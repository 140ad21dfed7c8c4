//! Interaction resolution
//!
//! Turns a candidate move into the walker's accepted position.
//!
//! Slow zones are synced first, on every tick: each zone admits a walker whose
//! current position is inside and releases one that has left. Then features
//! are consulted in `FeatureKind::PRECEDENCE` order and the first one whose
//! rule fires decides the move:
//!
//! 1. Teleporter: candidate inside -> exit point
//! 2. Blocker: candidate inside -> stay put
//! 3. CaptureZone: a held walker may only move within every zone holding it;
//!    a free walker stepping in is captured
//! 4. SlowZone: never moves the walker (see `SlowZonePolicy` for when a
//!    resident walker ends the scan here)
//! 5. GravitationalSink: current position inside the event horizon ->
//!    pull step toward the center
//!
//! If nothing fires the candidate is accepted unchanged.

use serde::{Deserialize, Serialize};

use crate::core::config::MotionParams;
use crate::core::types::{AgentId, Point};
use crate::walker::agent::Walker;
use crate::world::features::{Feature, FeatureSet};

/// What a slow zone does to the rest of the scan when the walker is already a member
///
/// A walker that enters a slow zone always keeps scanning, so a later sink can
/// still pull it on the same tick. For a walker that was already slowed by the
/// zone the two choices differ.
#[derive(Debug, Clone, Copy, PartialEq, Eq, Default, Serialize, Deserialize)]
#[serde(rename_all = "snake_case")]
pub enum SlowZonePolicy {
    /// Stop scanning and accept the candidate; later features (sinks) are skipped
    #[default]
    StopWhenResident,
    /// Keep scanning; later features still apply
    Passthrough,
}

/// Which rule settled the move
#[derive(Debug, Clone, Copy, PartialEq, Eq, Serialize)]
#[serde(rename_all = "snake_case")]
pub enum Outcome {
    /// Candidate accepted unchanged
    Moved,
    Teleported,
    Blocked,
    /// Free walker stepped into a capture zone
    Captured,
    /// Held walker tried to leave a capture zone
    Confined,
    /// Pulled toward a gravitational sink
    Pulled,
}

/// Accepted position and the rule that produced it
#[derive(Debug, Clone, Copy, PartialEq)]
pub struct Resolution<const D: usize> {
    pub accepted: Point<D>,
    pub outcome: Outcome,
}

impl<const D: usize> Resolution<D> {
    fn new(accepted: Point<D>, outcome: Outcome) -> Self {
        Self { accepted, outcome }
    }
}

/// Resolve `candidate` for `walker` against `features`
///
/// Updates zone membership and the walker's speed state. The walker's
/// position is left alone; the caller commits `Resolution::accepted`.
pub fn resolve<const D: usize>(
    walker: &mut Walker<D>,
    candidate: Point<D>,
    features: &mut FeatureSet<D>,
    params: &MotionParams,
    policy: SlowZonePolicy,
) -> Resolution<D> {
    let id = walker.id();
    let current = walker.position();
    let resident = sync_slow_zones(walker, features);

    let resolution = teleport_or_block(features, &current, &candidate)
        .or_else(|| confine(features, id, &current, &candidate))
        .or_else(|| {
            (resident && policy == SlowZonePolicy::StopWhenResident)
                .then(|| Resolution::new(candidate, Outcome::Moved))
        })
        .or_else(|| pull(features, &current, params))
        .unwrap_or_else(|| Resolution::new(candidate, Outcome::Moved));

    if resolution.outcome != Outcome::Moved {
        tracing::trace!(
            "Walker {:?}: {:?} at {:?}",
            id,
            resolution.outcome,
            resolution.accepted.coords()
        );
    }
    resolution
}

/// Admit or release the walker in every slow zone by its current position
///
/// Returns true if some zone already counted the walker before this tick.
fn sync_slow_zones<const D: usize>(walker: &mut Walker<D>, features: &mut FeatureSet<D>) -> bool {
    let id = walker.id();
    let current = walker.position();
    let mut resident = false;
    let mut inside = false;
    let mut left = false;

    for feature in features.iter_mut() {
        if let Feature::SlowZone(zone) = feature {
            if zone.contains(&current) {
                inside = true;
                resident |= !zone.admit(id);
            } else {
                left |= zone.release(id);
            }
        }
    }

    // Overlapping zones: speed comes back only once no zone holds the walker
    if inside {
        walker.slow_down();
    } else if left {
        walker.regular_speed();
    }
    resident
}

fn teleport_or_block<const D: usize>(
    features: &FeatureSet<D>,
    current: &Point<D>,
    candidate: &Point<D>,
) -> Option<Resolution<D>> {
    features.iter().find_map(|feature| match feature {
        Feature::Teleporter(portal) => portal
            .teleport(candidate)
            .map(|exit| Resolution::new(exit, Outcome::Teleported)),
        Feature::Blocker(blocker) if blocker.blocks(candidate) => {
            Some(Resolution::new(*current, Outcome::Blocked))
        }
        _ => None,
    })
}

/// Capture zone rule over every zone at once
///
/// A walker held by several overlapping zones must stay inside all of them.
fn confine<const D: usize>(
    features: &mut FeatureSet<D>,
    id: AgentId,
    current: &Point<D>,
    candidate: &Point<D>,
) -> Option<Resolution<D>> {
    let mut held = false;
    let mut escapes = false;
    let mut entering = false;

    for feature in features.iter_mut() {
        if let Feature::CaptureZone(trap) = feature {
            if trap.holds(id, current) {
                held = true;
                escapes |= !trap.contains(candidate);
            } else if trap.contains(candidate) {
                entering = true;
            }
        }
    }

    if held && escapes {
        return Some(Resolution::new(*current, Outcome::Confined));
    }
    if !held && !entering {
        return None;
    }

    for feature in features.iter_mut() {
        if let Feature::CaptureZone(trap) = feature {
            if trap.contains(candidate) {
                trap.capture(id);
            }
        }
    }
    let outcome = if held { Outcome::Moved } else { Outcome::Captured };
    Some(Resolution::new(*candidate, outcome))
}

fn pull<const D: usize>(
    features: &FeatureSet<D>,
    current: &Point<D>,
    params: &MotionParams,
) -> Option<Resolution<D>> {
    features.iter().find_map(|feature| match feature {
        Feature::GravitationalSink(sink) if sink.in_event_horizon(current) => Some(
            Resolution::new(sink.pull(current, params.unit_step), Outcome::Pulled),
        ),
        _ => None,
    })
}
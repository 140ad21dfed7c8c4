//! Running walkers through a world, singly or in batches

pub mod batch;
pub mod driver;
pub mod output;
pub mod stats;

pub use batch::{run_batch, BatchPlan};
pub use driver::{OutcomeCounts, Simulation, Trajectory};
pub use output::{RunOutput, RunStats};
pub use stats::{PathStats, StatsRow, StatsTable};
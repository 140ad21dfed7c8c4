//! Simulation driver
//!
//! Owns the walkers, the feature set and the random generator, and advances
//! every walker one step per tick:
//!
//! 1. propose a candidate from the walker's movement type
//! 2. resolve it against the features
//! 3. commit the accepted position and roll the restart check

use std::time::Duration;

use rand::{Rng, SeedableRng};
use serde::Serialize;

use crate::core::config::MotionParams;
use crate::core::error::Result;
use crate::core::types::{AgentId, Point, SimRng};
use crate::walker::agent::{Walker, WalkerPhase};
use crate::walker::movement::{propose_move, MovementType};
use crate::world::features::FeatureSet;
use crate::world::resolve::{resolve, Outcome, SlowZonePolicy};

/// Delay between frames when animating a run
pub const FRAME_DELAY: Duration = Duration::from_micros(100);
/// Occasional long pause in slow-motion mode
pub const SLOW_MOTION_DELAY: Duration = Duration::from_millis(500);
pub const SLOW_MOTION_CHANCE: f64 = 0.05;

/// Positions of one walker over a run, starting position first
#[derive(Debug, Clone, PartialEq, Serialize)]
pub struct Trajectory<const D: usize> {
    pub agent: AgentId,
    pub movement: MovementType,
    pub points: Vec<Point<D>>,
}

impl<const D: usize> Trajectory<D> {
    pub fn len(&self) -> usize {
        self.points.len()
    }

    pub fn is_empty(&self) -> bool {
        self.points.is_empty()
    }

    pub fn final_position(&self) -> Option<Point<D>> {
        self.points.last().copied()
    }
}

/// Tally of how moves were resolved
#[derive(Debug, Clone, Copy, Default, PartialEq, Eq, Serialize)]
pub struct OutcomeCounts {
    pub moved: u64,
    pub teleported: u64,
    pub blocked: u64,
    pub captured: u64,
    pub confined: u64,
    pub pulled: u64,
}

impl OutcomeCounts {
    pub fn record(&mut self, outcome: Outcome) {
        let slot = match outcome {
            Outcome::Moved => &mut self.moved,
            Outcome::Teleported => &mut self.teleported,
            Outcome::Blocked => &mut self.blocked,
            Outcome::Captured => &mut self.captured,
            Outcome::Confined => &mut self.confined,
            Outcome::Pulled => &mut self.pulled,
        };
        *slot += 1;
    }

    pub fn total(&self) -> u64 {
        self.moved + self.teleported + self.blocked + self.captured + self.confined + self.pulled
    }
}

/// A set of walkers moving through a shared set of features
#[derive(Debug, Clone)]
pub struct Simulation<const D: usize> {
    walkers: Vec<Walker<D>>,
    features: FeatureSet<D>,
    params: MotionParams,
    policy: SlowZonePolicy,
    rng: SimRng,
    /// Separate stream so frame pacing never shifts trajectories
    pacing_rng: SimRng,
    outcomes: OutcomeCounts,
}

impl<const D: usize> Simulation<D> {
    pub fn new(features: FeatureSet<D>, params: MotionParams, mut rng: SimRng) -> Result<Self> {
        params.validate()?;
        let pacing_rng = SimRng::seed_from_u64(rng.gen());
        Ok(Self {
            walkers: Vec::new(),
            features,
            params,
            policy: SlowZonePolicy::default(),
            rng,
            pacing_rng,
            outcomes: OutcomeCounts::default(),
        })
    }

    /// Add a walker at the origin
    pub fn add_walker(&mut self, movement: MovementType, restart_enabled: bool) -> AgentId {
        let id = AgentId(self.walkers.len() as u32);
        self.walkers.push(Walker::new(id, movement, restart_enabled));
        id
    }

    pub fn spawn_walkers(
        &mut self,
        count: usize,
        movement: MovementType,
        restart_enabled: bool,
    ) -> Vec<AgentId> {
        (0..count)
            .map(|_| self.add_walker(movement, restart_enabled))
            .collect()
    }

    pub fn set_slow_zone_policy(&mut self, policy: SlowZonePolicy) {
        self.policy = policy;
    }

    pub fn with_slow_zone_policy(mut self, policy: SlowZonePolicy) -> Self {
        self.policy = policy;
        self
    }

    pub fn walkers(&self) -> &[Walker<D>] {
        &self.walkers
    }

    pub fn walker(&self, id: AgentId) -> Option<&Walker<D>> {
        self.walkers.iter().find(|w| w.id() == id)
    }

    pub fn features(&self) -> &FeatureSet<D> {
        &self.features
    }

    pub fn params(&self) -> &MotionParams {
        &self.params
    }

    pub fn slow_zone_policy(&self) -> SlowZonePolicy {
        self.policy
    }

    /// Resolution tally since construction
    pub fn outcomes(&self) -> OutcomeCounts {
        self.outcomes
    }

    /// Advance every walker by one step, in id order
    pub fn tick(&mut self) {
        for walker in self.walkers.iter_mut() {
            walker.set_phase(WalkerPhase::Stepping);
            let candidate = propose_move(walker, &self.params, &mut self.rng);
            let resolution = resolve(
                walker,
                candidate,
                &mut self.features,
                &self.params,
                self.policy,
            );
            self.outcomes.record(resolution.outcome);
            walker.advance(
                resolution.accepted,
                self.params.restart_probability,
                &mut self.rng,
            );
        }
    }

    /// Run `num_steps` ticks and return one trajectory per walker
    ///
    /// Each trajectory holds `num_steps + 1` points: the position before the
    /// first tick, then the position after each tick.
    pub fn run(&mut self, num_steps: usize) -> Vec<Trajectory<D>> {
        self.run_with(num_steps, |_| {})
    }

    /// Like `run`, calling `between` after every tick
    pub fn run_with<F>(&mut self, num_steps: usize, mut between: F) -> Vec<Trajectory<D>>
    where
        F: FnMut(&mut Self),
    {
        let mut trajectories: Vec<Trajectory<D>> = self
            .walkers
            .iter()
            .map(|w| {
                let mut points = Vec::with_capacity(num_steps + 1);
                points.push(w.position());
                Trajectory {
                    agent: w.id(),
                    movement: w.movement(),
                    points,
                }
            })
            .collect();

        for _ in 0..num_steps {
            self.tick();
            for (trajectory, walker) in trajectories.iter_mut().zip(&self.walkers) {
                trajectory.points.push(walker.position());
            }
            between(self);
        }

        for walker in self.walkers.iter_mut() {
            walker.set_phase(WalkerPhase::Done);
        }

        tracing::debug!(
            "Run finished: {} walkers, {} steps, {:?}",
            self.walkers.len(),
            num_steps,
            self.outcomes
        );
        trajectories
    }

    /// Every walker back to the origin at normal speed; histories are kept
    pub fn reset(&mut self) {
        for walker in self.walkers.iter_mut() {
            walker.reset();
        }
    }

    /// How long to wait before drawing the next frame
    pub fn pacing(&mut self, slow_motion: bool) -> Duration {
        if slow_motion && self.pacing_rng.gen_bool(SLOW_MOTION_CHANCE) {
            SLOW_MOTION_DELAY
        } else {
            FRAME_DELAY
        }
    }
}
::::::
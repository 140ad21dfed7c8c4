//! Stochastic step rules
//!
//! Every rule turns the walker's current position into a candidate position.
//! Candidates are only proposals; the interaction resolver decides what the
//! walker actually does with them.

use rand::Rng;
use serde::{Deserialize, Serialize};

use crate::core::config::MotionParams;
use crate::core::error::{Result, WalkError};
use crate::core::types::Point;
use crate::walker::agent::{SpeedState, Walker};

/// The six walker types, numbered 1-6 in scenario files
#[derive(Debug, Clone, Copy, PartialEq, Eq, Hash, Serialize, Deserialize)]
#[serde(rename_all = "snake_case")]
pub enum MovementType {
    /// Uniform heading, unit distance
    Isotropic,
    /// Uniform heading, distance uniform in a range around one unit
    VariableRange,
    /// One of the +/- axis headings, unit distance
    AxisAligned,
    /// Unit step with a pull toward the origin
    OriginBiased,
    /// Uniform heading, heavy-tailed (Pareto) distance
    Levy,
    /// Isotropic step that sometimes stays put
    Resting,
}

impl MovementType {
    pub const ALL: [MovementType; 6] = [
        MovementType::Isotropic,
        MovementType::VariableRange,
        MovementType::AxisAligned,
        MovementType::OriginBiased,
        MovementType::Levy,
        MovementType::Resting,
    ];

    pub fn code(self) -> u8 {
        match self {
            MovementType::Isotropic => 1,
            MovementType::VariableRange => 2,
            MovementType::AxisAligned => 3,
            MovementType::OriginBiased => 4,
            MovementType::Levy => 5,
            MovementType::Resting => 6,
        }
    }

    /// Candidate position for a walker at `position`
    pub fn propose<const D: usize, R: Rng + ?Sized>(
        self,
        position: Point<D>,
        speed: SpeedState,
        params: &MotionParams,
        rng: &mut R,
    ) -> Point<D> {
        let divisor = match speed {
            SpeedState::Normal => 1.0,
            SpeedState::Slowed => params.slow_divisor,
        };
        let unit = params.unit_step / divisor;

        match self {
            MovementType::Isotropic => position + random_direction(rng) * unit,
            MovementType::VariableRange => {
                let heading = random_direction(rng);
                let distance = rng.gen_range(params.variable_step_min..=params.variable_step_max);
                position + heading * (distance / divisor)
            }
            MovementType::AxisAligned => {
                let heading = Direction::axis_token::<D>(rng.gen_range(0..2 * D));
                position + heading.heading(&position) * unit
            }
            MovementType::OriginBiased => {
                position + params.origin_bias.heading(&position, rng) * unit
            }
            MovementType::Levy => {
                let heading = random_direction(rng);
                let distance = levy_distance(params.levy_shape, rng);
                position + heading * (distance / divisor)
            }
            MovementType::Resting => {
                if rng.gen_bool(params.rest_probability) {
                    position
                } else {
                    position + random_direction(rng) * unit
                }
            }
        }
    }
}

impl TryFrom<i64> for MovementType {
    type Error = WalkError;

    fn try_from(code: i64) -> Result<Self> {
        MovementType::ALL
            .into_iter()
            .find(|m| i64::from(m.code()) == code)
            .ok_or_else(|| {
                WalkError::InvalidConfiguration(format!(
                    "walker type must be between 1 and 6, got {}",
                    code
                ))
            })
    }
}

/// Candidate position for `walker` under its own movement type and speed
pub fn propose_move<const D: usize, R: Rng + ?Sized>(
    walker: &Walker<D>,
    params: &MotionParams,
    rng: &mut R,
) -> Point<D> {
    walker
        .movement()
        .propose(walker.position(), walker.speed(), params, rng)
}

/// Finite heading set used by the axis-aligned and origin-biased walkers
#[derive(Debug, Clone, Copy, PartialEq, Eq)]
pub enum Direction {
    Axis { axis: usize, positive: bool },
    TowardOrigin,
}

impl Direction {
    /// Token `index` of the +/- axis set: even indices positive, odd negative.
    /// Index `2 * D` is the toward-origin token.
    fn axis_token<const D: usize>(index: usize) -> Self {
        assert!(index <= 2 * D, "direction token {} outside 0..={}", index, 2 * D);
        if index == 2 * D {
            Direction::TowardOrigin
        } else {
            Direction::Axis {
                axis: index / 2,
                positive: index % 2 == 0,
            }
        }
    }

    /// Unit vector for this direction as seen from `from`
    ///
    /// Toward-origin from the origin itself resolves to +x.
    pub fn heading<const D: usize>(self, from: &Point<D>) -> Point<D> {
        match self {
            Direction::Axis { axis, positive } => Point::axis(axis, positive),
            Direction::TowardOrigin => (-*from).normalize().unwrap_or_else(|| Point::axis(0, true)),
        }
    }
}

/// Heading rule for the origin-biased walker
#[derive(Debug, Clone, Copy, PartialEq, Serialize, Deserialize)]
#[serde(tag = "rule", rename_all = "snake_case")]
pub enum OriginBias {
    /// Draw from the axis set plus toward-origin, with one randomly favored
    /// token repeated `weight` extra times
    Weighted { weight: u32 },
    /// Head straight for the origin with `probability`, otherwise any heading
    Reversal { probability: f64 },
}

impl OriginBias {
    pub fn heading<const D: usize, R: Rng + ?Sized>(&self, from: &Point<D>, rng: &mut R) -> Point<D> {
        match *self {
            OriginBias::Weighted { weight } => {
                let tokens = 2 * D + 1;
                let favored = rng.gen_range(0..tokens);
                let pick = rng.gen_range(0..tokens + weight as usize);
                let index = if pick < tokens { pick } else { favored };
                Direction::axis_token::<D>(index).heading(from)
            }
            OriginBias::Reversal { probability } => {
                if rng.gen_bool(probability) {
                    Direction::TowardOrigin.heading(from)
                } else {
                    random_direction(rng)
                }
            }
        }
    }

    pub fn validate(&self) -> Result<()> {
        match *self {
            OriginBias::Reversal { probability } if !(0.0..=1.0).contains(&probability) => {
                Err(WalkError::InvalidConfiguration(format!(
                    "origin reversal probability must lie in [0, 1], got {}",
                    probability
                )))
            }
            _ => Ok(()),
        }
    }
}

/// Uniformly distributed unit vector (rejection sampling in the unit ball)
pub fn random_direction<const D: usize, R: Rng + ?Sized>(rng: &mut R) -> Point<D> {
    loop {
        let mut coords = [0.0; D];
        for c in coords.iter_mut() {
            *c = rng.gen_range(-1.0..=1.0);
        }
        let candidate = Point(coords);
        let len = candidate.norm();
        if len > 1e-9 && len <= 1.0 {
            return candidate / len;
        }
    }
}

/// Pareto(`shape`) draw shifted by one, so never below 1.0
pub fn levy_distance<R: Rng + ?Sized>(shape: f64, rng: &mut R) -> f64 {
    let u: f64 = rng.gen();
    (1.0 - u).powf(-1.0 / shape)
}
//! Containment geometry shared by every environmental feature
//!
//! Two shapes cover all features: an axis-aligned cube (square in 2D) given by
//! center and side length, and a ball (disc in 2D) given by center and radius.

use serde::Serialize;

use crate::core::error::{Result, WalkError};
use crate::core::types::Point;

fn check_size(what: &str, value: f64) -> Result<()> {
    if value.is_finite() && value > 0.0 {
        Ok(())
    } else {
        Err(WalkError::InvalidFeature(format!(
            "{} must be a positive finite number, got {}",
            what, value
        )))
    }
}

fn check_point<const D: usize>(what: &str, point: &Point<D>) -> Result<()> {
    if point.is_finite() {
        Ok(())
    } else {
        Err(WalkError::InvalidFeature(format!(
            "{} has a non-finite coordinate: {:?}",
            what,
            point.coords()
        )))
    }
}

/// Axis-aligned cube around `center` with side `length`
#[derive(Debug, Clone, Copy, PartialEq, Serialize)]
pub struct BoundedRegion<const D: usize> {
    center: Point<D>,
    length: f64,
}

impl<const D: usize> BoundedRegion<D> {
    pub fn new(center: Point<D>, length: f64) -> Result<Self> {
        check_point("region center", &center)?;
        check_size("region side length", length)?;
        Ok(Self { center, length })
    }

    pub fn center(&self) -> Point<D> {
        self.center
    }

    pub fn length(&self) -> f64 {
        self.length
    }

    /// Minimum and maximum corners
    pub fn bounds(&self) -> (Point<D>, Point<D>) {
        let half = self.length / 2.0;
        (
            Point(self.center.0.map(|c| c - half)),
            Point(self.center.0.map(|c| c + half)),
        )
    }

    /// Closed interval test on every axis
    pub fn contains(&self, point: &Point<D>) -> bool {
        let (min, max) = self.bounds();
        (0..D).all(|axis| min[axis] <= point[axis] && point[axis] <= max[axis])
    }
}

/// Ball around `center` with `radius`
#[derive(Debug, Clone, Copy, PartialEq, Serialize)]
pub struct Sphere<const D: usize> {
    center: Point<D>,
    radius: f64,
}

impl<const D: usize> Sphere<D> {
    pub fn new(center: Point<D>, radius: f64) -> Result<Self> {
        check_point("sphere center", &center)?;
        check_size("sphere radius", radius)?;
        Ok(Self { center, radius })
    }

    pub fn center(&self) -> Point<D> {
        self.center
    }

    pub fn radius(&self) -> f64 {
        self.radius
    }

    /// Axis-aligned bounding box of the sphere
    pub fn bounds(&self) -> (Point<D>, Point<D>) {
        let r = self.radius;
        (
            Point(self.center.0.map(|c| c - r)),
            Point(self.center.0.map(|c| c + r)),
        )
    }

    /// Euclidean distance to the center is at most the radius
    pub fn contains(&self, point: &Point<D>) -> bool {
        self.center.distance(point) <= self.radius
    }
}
::::::
# PROBLEM
In the listing above, find every line with the word "after" and copy it.

# EXPECTED OUTPUT
    /// first tick, then the position after each tick.
    /// Like `run`, calling `between` after every tick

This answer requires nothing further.